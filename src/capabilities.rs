//! Synchronous capability getters: adapter/device limits and features, and
//! what a surface supports on a given adapter.
//!
//! The native side fills structs whose arrays it owns; everything is copied
//! out and released with the matching `*FreeMembers` call before returning.

use std::slice;

use crate::context::NativeContext;
use crate::ffi::*;

/// The object whose limits or features are queried.
#[derive(Clone, Copy, Debug)]
pub enum CapabilitySource {
    Adapter(WGPUAdapter),
    Device(WGPUDevice),
}

impl CapabilitySource {
    fn is_null(self) -> bool {
        match self {
            CapabilitySource::Adapter(h) => h.is_null(),
            CapabilitySource::Device(h) => h.is_null(),
        }
    }
}

/// Owned copy of `WGPUSurfaceCapabilities`.
#[derive(Clone, Debug, Default, PartialEq, Eq)]
#[cfg_attr(feature = "mbt-serde", derive(serde::Serialize))]
pub struct SurfaceCapabilities {
    pub usages: u64,
    pub formats: Vec<WGPUTextureFormat>,
    pub present_modes: Vec<WGPUPresentMode>,
    pub alpha_modes: Vec<WGPUCompositeAlphaMode>,
}

/// # Safety
/// `data` must be null or valid for `count` reads.
unsafe fn copy_list(data: *const u32, count: usize) -> Vec<u32> {
    if data.is_null() || count == 0 {
        return Vec::new();
    }
    slice::from_raw_parts(data, count).to_vec()
}

impl NativeContext {
    /// `None` for a null handle or a non-success status.
    pub fn limits(&self, source: CapabilitySource) -> Option<WGPULimits> {
        if source.is_null() {
            return None;
        }
        let mut limits = WGPULimits::default();
        let st = match source {
            CapabilitySource::Adapter(adapter) => {
                let get = self.procs().adapter_get_limits.required(self.resolver());
                unsafe { get(adapter, &mut limits) }
            }
            CapabilitySource::Device(device) => {
                let get = self.procs().device_get_limits.required(self.resolver());
                unsafe { get(device, &mut limits) }
            }
        };
        if st != status::Success {
            log::debug!("{source:?}: get limits failed with status {st}");
            return None;
        }
        Some(limits)
    }

    /// Features the object supports, in native order. Empty for a null handle.
    pub fn supported_features(&self, source: CapabilitySource) -> Vec<WGPUFeatureName> {
        if source.is_null() {
            return Vec::new();
        }
        let mut features = WGPUSupportedFeatures::default();
        match source {
            CapabilitySource::Adapter(adapter) => {
                let get = self.procs().adapter_get_features.required(self.resolver());
                unsafe { get(adapter, &mut features) }
            }
            CapabilitySource::Device(device) => {
                let get = self.procs().device_get_features.required(self.resolver());
                unsafe { get(device, &mut features) }
            }
        }
        let out = unsafe { copy_list(features.features, features.featureCount) };
        let free = self
            .procs()
            .supported_features_free_members
            .required(self.resolver());
        unsafe { free(features) };
        out
    }

    pub fn surface_capabilities(
        &self,
        surface: WGPUSurface,
        adapter: WGPUAdapter,
    ) -> Option<SurfaceCapabilities> {
        if surface.is_null() || adapter.is_null() {
            return None;
        }
        let get = self.procs().surface_get_capabilities.required(self.resolver());
        let mut caps = WGPUSurfaceCapabilities::default();
        let st = unsafe { get(surface, adapter, &mut caps) };
        if st != status::Success {
            log::debug!("surface capabilities failed with status {st}");
            return None;
        }
        let out = unsafe {
            SurfaceCapabilities {
                usages: caps.usages,
                formats: copy_list(caps.formats, caps.formatCount),
                present_modes: copy_list(caps.presentModes, caps.presentModeCount),
                alpha_modes: copy_list(caps.alphaModes, caps.alphaModeCount),
            }
        };
        let free = self
            .procs()
            .surface_capabilities_free_members
            .required(self.resolver());
        unsafe { free(caps) };
        Some(out)
    }
}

---+---

» **Work required**
Reproduce word for word the material above, beginning with the line that contains "Owned copy of" and ending with the line that contains "must be null".

» **Response for this exercise**
/// Owned copy of `WGPUSurfaceCapabilities`.
#[derive(Clone, Debug, Default, PartialEq, Eq)]
#[cfg_attr(feature = "mbt-serde", derive(serde::Serialize))]
pub struct SurfaceCapabilities {
    pub usages: u64,
    pub formats: Vec<WGPUTextureFormat>,
    pub present_modes: Vec<WGPUPresentMode>,
    pub alpha_modes: Vec<WGPUCompositeAlphaMode>,
}

/// # Safety
/// `data` must be null or valid for `count` reads.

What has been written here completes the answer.